Data supplied

══════════

//! LiberatID 运维程序
//!
//! 加载配置，按计划清理过期的 association 与 nonce，并提供一次性的
//! 清理、清空与统计命令

mod cli;
mod error;
mod observability;

use clap::Parser;
use liberatid::{CleanupScheduler, LiberatidConfig};
use liberatid_store::OpenIdStore;
use observability::init_observability;
use std::path::{Path, PathBuf};
use std::time::Duration;

use tracing::{error, info};

macro_rules! bootstrap_info {
    ($($arg:tt)*) => {
        println!($($arg)*);
    };
}

macro_rules! bootstrap_error {
    ($($arg:tt)*) => {
        eprintln!($($arg)*);
    };
}

use cli::{Cli, Commands};
use error::{Error, Result};

/// Application launcher utilities
struct ApplicationLauncher;

fn main() -> Result<()> {
    let cli = Cli::parse();

    match cli.command.unwrap_or(Commands::Run) {
        Commands::Test { config_file } => {
            let config_path =
                ApplicationLauncher::find_config_file(config_file.as_ref().unwrap_or(&cli.config))?;
            ApplicationLauncher::test_config_file(&config_path)
        }
        Commands::Run => {
            ApplicationLauncher::execute(&cli.config, ApplicationLauncher::run_application)
        }
        Commands::Cleanup => {
            ApplicationLauncher::execute(&cli.config, ApplicationLauncher::cleanup_once)
        }
        Commands::Reset => ApplicationLauncher::execute(&cli.config, ApplicationLauncher::reset),
        Commands::Stats => ApplicationLauncher::execute(&cli.config, ApplicationLauncher::stats),
    }
}

impl ApplicationLauncher {
    /// 加载配置、初始化日志后在 Tokio runtime 中执行 `task`
    fn execute<F, Fut>(config_arg: &Path, task: F) -> Result<()>
    where
        F: FnOnce(LiberatidConfig) -> Fut,
        Fut: Future<Output = Result<()>>,
    {
        let config_path = Self::find_config_file(config_arg)?;
        let config = Self::load_config(&config_path)?;

        // 初始化可观测性系统
        let _observability_guard = init_observability(&config.observability)?;

        // Create Tokio runtime（before running the application）
        let runtime = tokio::runtime::Builder::new_multi_thread()
            .enable_all()
            .build()?;

        runtime.block_on(task(config))
    }

    /// Find config file with fallback locations
    fn find_config_file(provided_path: &Path) -> Result<PathBuf> {
        // If the provided path is not the default "config.toml", check if it exists
        if provided_path != Path::new("config.toml") {
            if provided_path.exists() {
                bootstrap_info!("Using provided config file: {:?}", provided_path);
                return Ok(provided_path.to_path_buf());
            } else {
                bootstrap_error!("Provided config file not found: {:?}", provided_path);
                return Err(Error::custom(format!(
                    "Config file not found: {provided_path:?}"
                )));
            }
        }

        // Otherwise, try fallback locations
        let fallback_paths = vec![
            // 1. Current working directory
            PathBuf::from("config.toml"),
            // 2. System config directory
            PathBuf::from("/etc/liberatid/config.toml"),
        ];

        bootstrap_info!("Searching for config file in default locations...");

        for path in &fallback_paths {
            if path.exists() {
                bootstrap_info!("Found config file: {:?}", path);
                return Ok(path.clone());
            } else {
                bootstrap_info!("Config not found at: {:?}", path);
            }
        }

        bootstrap_error!("No configuration file found!");
        bootstrap_error!("Please create a config file in one of these locations:");
        for (i, path) in fallback_paths.iter().enumerate() {
            bootstrap_error!("  {}. {:?}", i + 1, path);
        }
        bootstrap_error!("Or specify a custom path with: liberatid --config <path>");

        Err(Error::custom(
            "No configuration file found. Please create one or specify path with --config",
        ))
    }

    /// 加载并验证配置，只有警告时继续
    fn load_config(config_path: &Path) -> Result<LiberatidConfig> {
        bootstrap_info!("📄 加载配置文件: {:?}", config_path);

        let config = match LiberatidConfig::from_file(config_path) {
            Ok(config) => config,
            Err(e) => {
                bootstrap_error!("❌ 配置加载失败: {}", e);
                return Err(Error::custom(format!("配置加载失败: {e}")));
            }
        };

        if let Err(errors) = config.validate() {
            bootstrap_error!("❌ 配置验证发现问题:");
            let mut has_critical_errors = false;
            for (i, err) in errors.iter().enumerate() {
                if err.starts_with("Warning:") {
                    bootstrap_info!("  {}. ⚠️  {}", i + 1, err);
                } else {
                    bootstrap_error!("  {}. ❌ {}", i + 1, err);
                    has_critical_errors = true;
                }
            }
            if has_critical_errors {
                return Err(Error::service_validation(
                    "配置验证失败，请修复上述错误".to_string(),
                ));
            }
        }

        bootstrap_info!("✅ 配置加载成功");
        Ok(config)
    }

    /// 测试配置文件是否有效
    fn test_config_file(config_path: &Path) -> Result<()> {
        // Initialize basic logging for test command
        tracing_subscriber::fmt()
            .with_max_level(tracing::Level::INFO)
            .init();

        match LiberatidConfig::from_file(config_path) {
            Ok(config) => {
                info!("✅ 配置文件解析成功: {:?}", config_path);

                match config.validate() {
                    Ok(()) => {
                        info!("✅ 配置验证通过");
                    }
                    Err(errors) => {
                        error!("❌ 配置验证发现问题:");
                        for (i, err) in errors.iter().enumerate() {
                            if err.starts_with("Warning:") {
                                info!("  {}. ⚠️  {}", i + 1, err);
                            } else {
                                error!("  {}. ❌ {}", i + 1, err);
                            }
                        }
                        let has_errors = errors.iter().any(|e| !e.starts_with("Warning:"));
                        if has_errors {
                            return Err(Error::service_validation("配置验证失败".to_string()));
                        }
                    }
                }

                info!(
                    "✅ 存储后端: {:?}, nonce skew: {}s, 清理间隔: {}s",
                    config.store.storage.backend,
                    config.store.nonce_skew_secs,
                    config.cleanup.interval_secs
                );
                Ok(())
            }
            Err(e) => {
                error!("❌ 配置文件解析失败: {}", e);
                Err(Error::service_validation(format!("配置解析失败: {e}")))
            }
        }
    }

    async fn open_store(config: &LiberatidConfig) -> Result<OpenIdStore> {
        OpenIdStore::new(&config.store)
            .await
            .map_err(|e| Error::service_startup(format!("存储初始化失败: {e}")))
    }

    /// 运行定时清理，直到收到 Ctrl-C
    async fn run_application(config: LiberatidConfig) -> Result<()> {
        info!("🚀 启动 liberatid: name={}, env={}", config.name, config.env);

        let store = Self::open_store(&config).await?;

        let (shutdown_tx, _) = tokio::sync::broadcast::channel::<()>(10);

        let scheduler = CleanupScheduler::new(
            store,
            Duration::from_secs(config.cleanup.interval_secs),
            config.cleanup.run_on_start,
        );
        let handle = scheduler.start(&shutdown_tx);

        setup_ctrl_c_handler(shutdown_tx.clone()).await;

        let sweeps = handle.await?;
        info!("🛑 liberatid 已安全关闭，共执行 {} 次清理", sweeps);
        Ok(())
    }

    /// 执行一次清理
    async fn cleanup_once(config: LiberatidConfig) -> Result<()> {
        let store = Self::open_store(&config).await?;
        let report = store.cleanup().await?;
        println!(
            "Removed {} expired nonces and {} expired associations",
            report.nonces_removed, report.associations_removed
        );
        Ok(())
    }

    /// 清空所有 association 与 nonce
    async fn reset(config: LiberatidConfig) -> Result<()> {
        let store = Self::open_store(&config).await?;
        store.reset().await?;
        println!("All associations and nonces have been cleared");
        Ok(())
    }

    /// 输出存储统计（JSON）
    async fn stats(config: LiberatidConfig) -> Result<()> {
        let store = Self::open_store(&config).await?;
        let stats = store.stats().await?;
        println!("{}", serde_json::to_string_pretty(&stats)?);
        Ok(())
    }
}

/// 设置Ctrl-C信号处理程序
async fn setup_ctrl_c_handler(shutdown_tx: tokio::sync::broadcast::Sender<()>) {
    tokio::spawn(async move {
        if let Err(e) = tokio::signal::ctrl_c().await {
            error!("无法监听Ctrl-C信号: {}", e);
            return;
        }
        info!("收到Ctrl-C信号，开始优雅关闭...");
        let _ = shutdown_tx.send(());
    });
}
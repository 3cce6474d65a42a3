//! SQLite 存储后端实现
//!
//! 使用 sqlx 提供原生异步 SQLite 存储支持。所有 blob 保存在同一张
//! `options` 表中，每行对应一个命名 blob，内容为 JSON 编码的映射。
//!
//! 表结构修订号记录在 `PRAGMA user_version` 中，打开时检查：
//! 旧修订号就地升级，比当前程序更新的修订号拒绝打开。

use crate::error::{StoreError, StoreResult};
use crate::storage::backend::RecordBackend;
use crate::storage::config::SqliteConfig;
use crate::types::{Records, Snapshot};
use async_trait::async_trait;
use sqlx::sqlite::{SqliteConnectOptions, SqlitePool, SqlitePoolOptions};
use std::path::Path;
use std::str::FromStr;
use std::time::Duration;
use tracing::{debug, info, trace};

/// 当前 `options` 表结构的修订号
pub const SCHEMA_REVISION: i64 = 1;

/// SQLite 存储后端
#[derive(Clone)]
pub struct SqliteBackend {
    pool: SqlitePool,
    path: String,
}

impl std::fmt::Debug for SqliteBackend {
    fn fmt(&self, f: &mut std::fmt::Formatter<'_>) -> std::fmt::Result {
        f.debug_struct("SqliteBackend")
            .field("path", &self.path)
            .finish()
    }
}

impl SqliteBackend {
    /// 创建新的 SQLite 后端实例
    ///
    /// # Arguments
    /// * `config` - SQLite 配置，`path` 为数据库文件路径，父目录不存在时自动创建
    pub async fn new(config: &SqliteConfig) -> StoreResult<Self> {
        let file = Path::new(&config.path);
        if let Some(parent) = file.parent()
            && !parent.as_os_str().is_empty()
        {
            std::fs::create_dir_all(parent).map_err(|e| {
                StoreError::Internal(format!(
                    "Failed to create SQLite directory {}: {e}",
                    parent.display()
                ))
            })?;
        }

        // 创建连接选项并启用 WAL 模式
        let options = SqliteConnectOptions::from_str(&format!("sqlite:{}", file.display()))
            .map_err(|e| StoreError::Internal(format!("Failed to parse SQLite URL: {e}")))?
            .create_if_missing(true)
            .journal_mode(sqlx::sqlite::SqliteJournalMode::Wal)
            .synchronous(sqlx::sqlite::SqliteSynchronous::Normal)
            .busy_timeout(Duration::from_secs(config.busy_timeout_secs));

        // 创建连接池
        let pool = SqlitePoolOptions::new()
            .max_connections(config.max_connections)
            .connect_with(options)
            .await?;

        let backend = Self {
            pool,
            path: config.path.clone(),
        };

        // 初始化数据库表
        backend.init().await?;

        info!(
            "SQLite record storage initialized with sqlx: path={}, WAL mode enabled",
            backend.path
        );

        Ok(backend)
    }

    fn encode(records: &Records) -> StoreResult<String> {
        Ok(serde_json::to_string(records)?)
    }

    fn now() -> i64 {
        chrono::Utc::now().timestamp()
    }
}

#[async_trait]
impl RecordBackend for SqliteBackend {
    async fn init(&self) -> StoreResult<()> {
        let revision: i64 = sqlx::query_scalar("PRAGMA user_version")
            .fetch_one(&self.pool)
            .await?;
        if revision > SCHEMA_REVISION {
            return Err(StoreError::Config(format!(
                "SQLite schema revision {revision} at {} is newer than supported revision {SCHEMA_REVISION}",
                self.path
            )));
        }

        sqlx::query(
            r#"
            CREATE TABLE IF NOT EXISTS options (
                name TEXT PRIMARY KEY NOT NULL,
                value TEXT NOT NULL,
                version INTEGER NOT NULL,
                updated_at INTEGER NOT NULL
            )
            "#,
        )
        .execute(&self.pool)
        .await?;

        if revision < SCHEMA_REVISION {
            sqlx::query(&format!("PRAGMA user_version = {SCHEMA_REVISION}"))
                .execute(&self.pool)
                .await?;
            info!(
                "SQLite schema upgraded from revision {} to {}",
                revision, SCHEMA_REVISION
            );
        }

        debug!("SQLite options table initialized");
        Ok(())
    }

    async fn load(&self, name: &str) -> StoreResult<Snapshot> {
        let row = sqlx::query_as::<_, (String, i64)>(
            "SELECT value, version FROM options WHERE name = ?",
        )
        .bind(name)
        .fetch_optional(&self.pool)
        .await?;

        match row {
            Some((value, version)) => {
                trace!("Loaded option '{}' at version {}", name, version);
                let records: Records = serde_json::from_str(&value)?;
                Ok(Snapshot::new(records, version as u64))
            }
            None => {
                trace!("Option '{}' not found", name);
                Ok(Snapshot::default())
            }
        }
    }

    async fn compare_and_swap(
        &self,
        name: &str,
        expected_version: u64,
        records: &Records,
    ) -> StoreResult<bool> {
        let value = Self::encode(records)?;

        let result = if expected_version == 0 {
            sqlx::query(
                r#"INSERT INTO options (name, value, version, updated_at)
                   VALUES (?1, ?2, 1, ?3)
                   ON CONFLICT(name) DO NOTHING"#,
            )
            .bind(name)
            .bind(&value)
            .bind(Self::now())
            .execute(&self.pool)
            .await?
        } else {
            sqlx::query(
                r#"UPDATE options SET value = ?1, version = version + 1, updated_at = ?2
                   WHERE name = ?3 AND version = ?4"#,
            )
            .bind(&value)
            .bind(Self::now())
            .bind(name)
            .bind(expected_version as i64)
            .execute(&self.pool)
            .await?
        };

        let swapped = result.rows_affected() == 1;
        if !swapped {
            debug!(
                "Version conflict on option '{}' (expected {})",
                name, expected_version
            );
        }
        Ok(swapped)
    }

    async fn overwrite(&self, name: &str, records: &Records) -> StoreResult<()> {
        sqlx::query(
            r#"INSERT INTO options (name, value, version, updated_at)
               VALUES (?1, ?2, 1, ?3)
               ON CONFLICT(name) DO UPDATE SET
                   value = excluded.value,
                   version = options.version + 1,
                   updated_at = excluded.updated_at"#,
        )
        .bind(name)
        .bind(Self::encode(records)?)
        .bind(Self::now())
        .execute(&self.pool)
        .await?;

        Ok(())
    }
}
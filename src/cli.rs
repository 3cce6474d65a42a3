//! 命令行界面定义
//!
//! 定义了主程序的命令行参数和选项
use clap::{Parser, Subcommand};
use std::path::PathBuf;

#[derive(Parser, Debug)]
#[command(name = "liberatid")]
#[command(version)]
#[command(about = "OpenID association and nonce store maintenance")]
pub(crate) struct Cli {
    #[command(subcommand)]
    pub(crate) command: Option<Commands>,

    /// Configuration file path (defaults to searching standard locations)
    #[arg(short, long, default_value = "config.toml")]
    pub(crate) config: PathBuf,
}

#[derive(Subcommand, Debug)]
pub(crate) enum Commands {
    /// Run the periodic cleanup scheduler until Ctrl-C (default)
    Run,

    /// Remove expired nonces and associations once
    Cleanup,

    /// Delete every stored association and nonce
    Reset,

    /// Print backend name and record counts
    Stats,

    /// Test configuration file
    Test {
        /// Configuration file path (optional, defaults to config.toml)
        #[arg(index = 1)]
        config_file: Option<PathBuf>,
    },
}
//! LiberatID Store - OpenID relying party 的 association 与 nonce 存储
//!
//! 提供以下功能：
//! 1. association 的保存、按 handle 或最近签发查询、删除与过期清理
//! 2. nonce 的一次性使用校验（时钟偏差窗口 + 防重放）与清理
//! 3. 可移植的存储 key 派生
//! 4. 多存储后端支持：内存, SQLite, Redis
//!
//! 所有写操作都经过基于版本号的原子读改写，并发写者之间不会丢失更新。

pub mod association;
pub mod clock;
pub mod config;
pub mod error;
pub mod key;
pub mod nonce;
pub mod storage;
pub mod store;
pub mod types;

// Re-export commonly used items
pub use association::AssociationStore;
pub use clock::{Clock, ManualClock, SystemClock};
pub use config::StoreConfig;
pub use error::{StoreError, StoreResult};
pub use key::{association_key, association_prefix, nonce_key};
pub use nonce::NonceStore;
pub use storage::{RecordStorage, StorageBackend, StorageConfig};
pub use store::OpenIdStore;
pub use types::{Association, CleanupReport, StoreStats};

══════════

Problem
Search the data above for the string "initialized" and return every line that has it.

Solution for this task
            "SQLite record storage initialized with sqlx: path={}, WAL mode enabled",
        debug!("SQLite options table initialized");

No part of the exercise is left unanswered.